Why this website and blog? And why titled The Dean’s English?
My best short answer for those questions is that I believe one of the most important keys to effective living is effective communication. For Americans at least, a key to effective communication is developing a strong command of the English language, both spoken and written. I’ll refer to those as Standard English (SE) and Standard Written English (SWE).

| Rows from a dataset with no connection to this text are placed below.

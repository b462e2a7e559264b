//! Read-only aggregations over active rows.
//!
//! Every function here is pure: callers pass in what the store returned for
//! default (active-only) reads. Sums stay exact; the output structs hold
//! two-decimal values rounded once at construction.

use chrono::NaiveDate;
use rust_decimal::Decimal;
use serde::Serialize;

use propledger_core::money::round2;
use propledger_core::{ContractId, Money, PartnerId, SafeId, UnitId, UnitPartnerId};

use crate::installment::Installment;
use crate::parties::UnitPartner;
use crate::property::{Contract, Unit, UnitStatus};
use crate::safe::Safe;
use crate::transfer::Transfer;
use crate::voucher::{Voucher, VoucherKind};

pub fn total_sales(contracts: &[Contract]) -> Money {
    contracts.iter().map(|c| c.total_price).sum()
}

pub fn total_by_kind(vouchers: &[Voucher], kind: VoucherKind) -> Money {
    vouchers
        .iter()
        .filter(|v| v.kind == kind)
        .map(|v| v.amount)
        .sum()
}

/// Receipts as a percentage of sales; zero when nothing has been sold.
pub fn collection_percentage(total_receipts: Money, total_sales: Money) -> Decimal {
    if total_sales.is_zero() {
        return Decimal::ZERO;
    }
    round2(total_receipts.amount() / total_sales.amount() * Decimal::ONE_HUNDRED)
}

#[derive(Debug, Clone, PartialEq, Eq, Serialize)]
pub struct UnitCounts {
    pub available: usize,
    pub reserved: usize,
    pub sold: usize,
}

#[derive(Debug, Clone, PartialEq, Eq, Serialize)]
pub struct DashboardSummary {
    pub total_sales: Money,
    pub total_receipts: Money,
    pub total_expenses: Money,
    pub net_profit: Money,
    pub collection_percentage: Decimal,
    pub safes_balance: Money,
    pub contracts: usize,
    pub units: UnitCounts,
    pub overdue_installments: usize,
}

impl DashboardSummary {
    pub fn build(
        contracts: &[Contract],
        vouchers: &[Voucher],
        safes: &[Safe],
        units: &[Unit],
        installments: &[Installment],
        today: NaiveDate,
    ) -> Self {
        let sales = total_sales(contracts);
        let receipts = total_by_kind(vouchers, VoucherKind::Receipt);
        let expenses = total_by_kind(vouchers, VoucherKind::Payment);
        let count = |status: UnitStatus| units.iter().filter(|u| u.status == status).count();

        Self {
            total_sales: sales.round2(),
            total_receipts: receipts.round2(),
            total_expenses: expenses.round2(),
            net_profit: (receipts - expenses).round2(),
            collection_percentage: collection_percentage(receipts, sales),
            safes_balance: safes.iter().map(|s| s.balance).sum::<Money>().round2(),
            contracts: contracts.len(),
            units: UnitCounts {
                available: count(UnitStatus::Available),
                reserved: count(UnitStatus::Reserved),
                sold: count(UnitStatus::Sold),
            },
            overdue_installments: installments.iter().filter(|i| i.is_overdue(today)).count(),
        }
    }
}

/// What is left to collect on a unit's contract.
#[derive(Debug, Clone, PartialEq, Eq, Serialize)]
pub struct UnitRemaining {
    pub unit_id: UnitId,
    pub contract_id: ContractId,
    pub net_price: Money,
    pub paid: Money,
    pub remaining: Money,
}

/// `(total_price − discount) − Σ paid installment amounts` for the contract's unit.
pub fn unit_remaining(contract: &Contract, installments: &[Installment]) -> UnitRemaining {
    let paid: Money = installments
        .iter()
        .filter(|i| i.unit_id == contract.unit_id)
        .map(|i| i.paid_amount)
        .sum();
    let net = contract.net_price();

    UnitRemaining {
        unit_id: contract.unit_id,
        contract_id: contract.id,
        net_price: net.round2(),
        paid: paid.round2(),
        remaining: (net - paid).round2(),
    }
}

/// Net cash that went through a unit: its receipts minus its payments.
pub fn unit_cash_flow(unit_id: UnitId, vouchers: &[Voucher]) -> Money {
    vouchers
        .iter()
        .filter(|v| v.unit_id == Some(unit_id))
        .map(|v| v.effect())
        .sum()
}

#[derive(Debug, Clone, PartialEq, Eq, Serialize)]
pub struct PartnerShare {
    pub unit_partner_id: UnitPartnerId,
    pub partner_id: PartnerId,
    pub percentage: Decimal,
    pub share: Money,
}

/// Split a unit's net cash flow between its partners by ownership percentage.
pub fn partner_shares(unit_id: UnitId, partners: &[UnitPartner], vouchers: &[Voucher]) -> Vec<PartnerShare> {
    let flow = unit_cash_flow(unit_id, vouchers);
    partners
        .iter()
        .filter(|p| p.unit_id == unit_id)
        .map(|p| PartnerShare {
            unit_partner_id: p.id,
            partner_id: p.partner_id,
            percentage: p.percentage,
            share: flow.percent(p.percentage).round2(),
        })
        .collect()
}

/// Stored balance versus the balance implied by active vouchers and transfers.
#[derive(Debug, Clone, PartialEq, Eq, Serialize)]
pub struct SafeReconciliation {
    pub safe_id: SafeId,
    pub recorded_balance: Money,
    pub expected_balance: Money,
    pub drift: Money,
    pub consistent: bool,
}

pub fn reconcile_safe(safe: &Safe, vouchers: &[Voucher], transfers: &[Transfer]) -> SafeReconciliation {
    let vouchers_effect: Money = vouchers
        .iter()
        .filter(|v| v.safe_id == safe.id)
        .map(|v| v.effect())
        .sum();
    let transfers_effect: Money = transfers.iter().map(|t| t.effect_on(safe.id)).sum();
    let expected = safe.opening_balance + vouchers_effect + transfers_effect;
    let drift = safe.balance - expected;

    SafeReconciliation {
        safe_id: safe.id,
        recorded_balance: safe.balance,
        expected_balance: expected,
        drift,
        consistent: drift.is_zero(),
    }
}
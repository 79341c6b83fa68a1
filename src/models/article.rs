use serde::{Deserialize, Serialize};

/// A finished article handed over by the generation workflow.
#[derive(Debug, Clone, Serialize, Deserialize)]
pub struct Article {
    pub title: String,
    #[serde(default)]
    pub digest: String,
    pub body_html: String,
    #[serde(default)]
    pub cover_image_url: Option<String>,
}

impl Article {
    pub fn new(
        title: impl Into<String>,
        digest: impl Into<String>,
        body_html: impl Into<String>,
    ) -> Self {
        Self {
            title: title.into(),
            digest: digest.into(),
            body_html: body_html.into(),
            cover_image_url: None,
        }
    }

    pub fn with_cover(mut self, url: impl Into<String>) -> Self {
        self.cover_image_url = Some(url.into());
        self
    }

    /// Cover URL, with a missing value treated the same as an empty one.
    pub fn cover_url(&self) -> &str {
        self.cover_image_url.as_deref().unwrap_or("").trim()
    }
}

#[cfg(test)]
mod tests {
    use super::*;

    #[test]
    fn test_deserialize_without_optional_fields() {
        let article: Article =
            serde_json::from_str(r#"{"title": "T", "body_html": "<p>x</p>"}"#).unwrap();
        assert_eq!(article.digest, "");
        assert_eq!(article.cover_url(), "");
    }

    #[test]
    fn test_cover_url_trims() {
        let article = Article::new("T", "D", "B").with_cover("  https://img.example/a.png ");
        assert_eq!(article.cover_url(), "https://img.example/a.png");
    }
}
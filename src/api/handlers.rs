use std::sync::Arc;

use axum::{
    extract::{Path, State},
    Json,
};
use serde::Serialize;
use serde_json::{json, Value};

use crate::api::AppState;
use crate::errors::{AppError, PublishError};
use crate::models::{Article, PublishResult, PublishStatus};

// ── Response DTOs ────────────────────────────────────────────

#[derive(Serialize)]
pub struct PublishResponse {
    pub success: bool,
    pub message: String,
    /// Name under which the archived copy is served by `/api/articles/:filename`.
    pub file_name: Option<String>,
    pub data: PublishResult,
}

// ── Handlers ─────────────────────────────────────────────────

pub async fn publish_article(
    State(state): State<Arc<AppState>>,
    Json(article): Json<Article>,
) -> Result<Json<PublishResponse>, AppError> {
    if article.title.trim().is_empty() {
        return Err(PublishError::invalid_argument("title must not be empty").into());
    }
    if article.body_html.trim().is_empty() {
        return Err(PublishError::invalid_argument("body_html must not be empty").into());
    }

    tracing::info!(
        title = %article.title,
        platform = state.publisher.platform(),
        "received publish request"
    );
    let result = state.publisher.publish(&article).await?;

    let message = match result.status {
        PublishStatus::Published => "article published",
        PublishStatus::ManualRequired => {
            "article saved; publish it manually on the platform"
        }
        PublishStatus::Failed => "the platform rejected the publication",
    };

    Ok(Json(PublishResponse {
        success: result.status != PublishStatus::Failed,
        message: message.to_string(),
        file_name: if result.archived { result.archive_file_name() } else { None },
        data: result,
    }))
}

pub async fn get_article(
    State(state): State<Arc<AppState>>,
    Path(filename): Path<String>,
) -> Result<Json<Value>, AppError> {
    match state.archive.read(&filename).await? {
        Some(content) => Ok(Json(json!({ "content": content }))),
        None => Err(AppError::ArticleNotFound),
    }
}
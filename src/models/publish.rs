use std::path::PathBuf;

use chrono::{DateTime, Utc};
use serde::{Deserialize, Serialize};

pub const PLATFORM_NAME: &str = "weixin";

/// Stands in for the article URL until someone publishes by hand.
pub const MANUAL_URL_PLACEHOLDER: &str = "fill in the article URL after publishing manually";

#[derive(Debug, Clone, Copy, PartialEq, Eq, Serialize, Deserialize)]
#[serde(rename_all = "snake_case")]
pub enum PublishStatus {
    Published,
    ManualRequired,
    Failed,
}

/// Outcome of one publish attempt.
#[derive(Debug, Clone, Serialize, Deserialize)]
pub struct PublishResult {
    pub publish_id: String,
    pub status: PublishStatus,
    pub published_at: DateTime<Utc>,
    pub platform: String,
    pub url: String,
    /// Where the archive copy was (or should have been) written.
    pub archive_path: PathBuf,
    pub archived: bool,
}

impl PublishResult {
    pub fn manual_required(publish_id: String, archive_path: PathBuf, archived: bool) -> Self {
        Self {
            publish_id,
            status: PublishStatus::ManualRequired,
            published_at: Utc::now(),
            platform: PLATFORM_NAME.to_string(),
            url: MANUAL_URL_PLACEHOLDER.to_string(),
            archive_path,
            archived,
        }
    }

    pub fn published(publish_id: String, url: String, archive_path: PathBuf, archived: bool) -> Self {
        Self {
            publish_id,
            status: PublishStatus::Published,
            published_at: Utc::now(),
            platform: PLATFORM_NAME.to_string(),
            url,
            archive_path,
            archived,
        }
    }

    pub fn failed(publish_id: String, archive_path: PathBuf, archived: bool) -> Self {
        Self {
            status: PublishStatus::Failed,
            ..Self::manual_required(publish_id, archive_path, archived)
        }
    }

    /// File name of the archive copy, as served by the articles endpoint.
    pub fn archive_file_name(&self) -> Option<String> {
        self.archive_path
            .file_name()
            .map(|name| name.to_string_lossy().into_owned())
    }
}

#[cfg(test)]
mod tests {
    use super::*;

    #[test]
    fn test_status_serializes_snake_case() {
        let json = serde_json::to_string(&PublishStatus::ManualRequired).unwrap();
        assert_eq!(json, "\"manual_required\"");
    }

    #[test]
    fn test_manual_required_shape() {
        let result = PublishResult::manual_required(
            "abc".into(),
            PathBuf::from("output/2026-01-01-T.html"),
            true,
        );
        assert_eq!(result.status, PublishStatus::ManualRequired);
        assert_eq!(result.platform, "weixin");
        assert_eq!(result.url, MANUAL_URL_PLACEHOLDER);
        assert_eq!(result.archive_file_name().as_deref(), Some("2026-01-01-T.html"));
    }

    #[test]
    fn test_failed_keeps_placeholder_url() {
        let result = PublishResult::failed("pid".into(), PathBuf::from("a.html"), false);
        assert_eq!(result.status, PublishStatus::Failed);
        assert_eq!(result.url, MANUAL_URL_PLACEHOLDER);
        assert!(!result.archived);
    }
}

Growing up, I had a mother who cared deeply about writing and speaking English “correctly,” even though she was a farmer’s daughter with only a high school education. Her passion rubbed off on me. I am well familiar with the decades-long debate in academia about what constitutes “correct English,” or whether there even is such a thing. But ask any writer who hopes people will actually read his or her stuff if clear, concise, coherent, and, yes, correct writing is important. Go ahead, ask one . . . I’ll wait.
Because I was tall, gangly, unathletic, and geeky as a kid, in eighth grade I resolved to compensate for perceived inadequacies by building my vocabulary. It was something I could do. My parents’ bookcase was sparsely stocked, but they owned two or three volumes with titles like 30 Days to a More Powerful Vocabulary and Word Power Made Easy, which I devoured. Thus were the seeds planted for what I would eventually become: a logophile, usage snoot, grammarian, and “language maven” (a term intended by linguists like popular author Stephen Pinker to be a good cut—damning with faint praise—but which I claim and wear proudly).
Many professional linguists and lexicographers, champions of descriptivism, scoff at usage snoots like me, interlopers in their regal realm who allegedly major in grammatical minors and nitpick endlessly at others’ misuse of language. In their view, language mavens cling tenaciously to an outdated notion that English has a “correct” form that must remain unchanged forever. They are certain that grammarians insist on silly and long ago debunked rules such as “never end a sentence with a preposition” and “never split an infinitive”—neither of which has been an issue in grammar manuals for over a hundred years. Rest assured, that straw-man argument does not apply to me and is not what I’m about.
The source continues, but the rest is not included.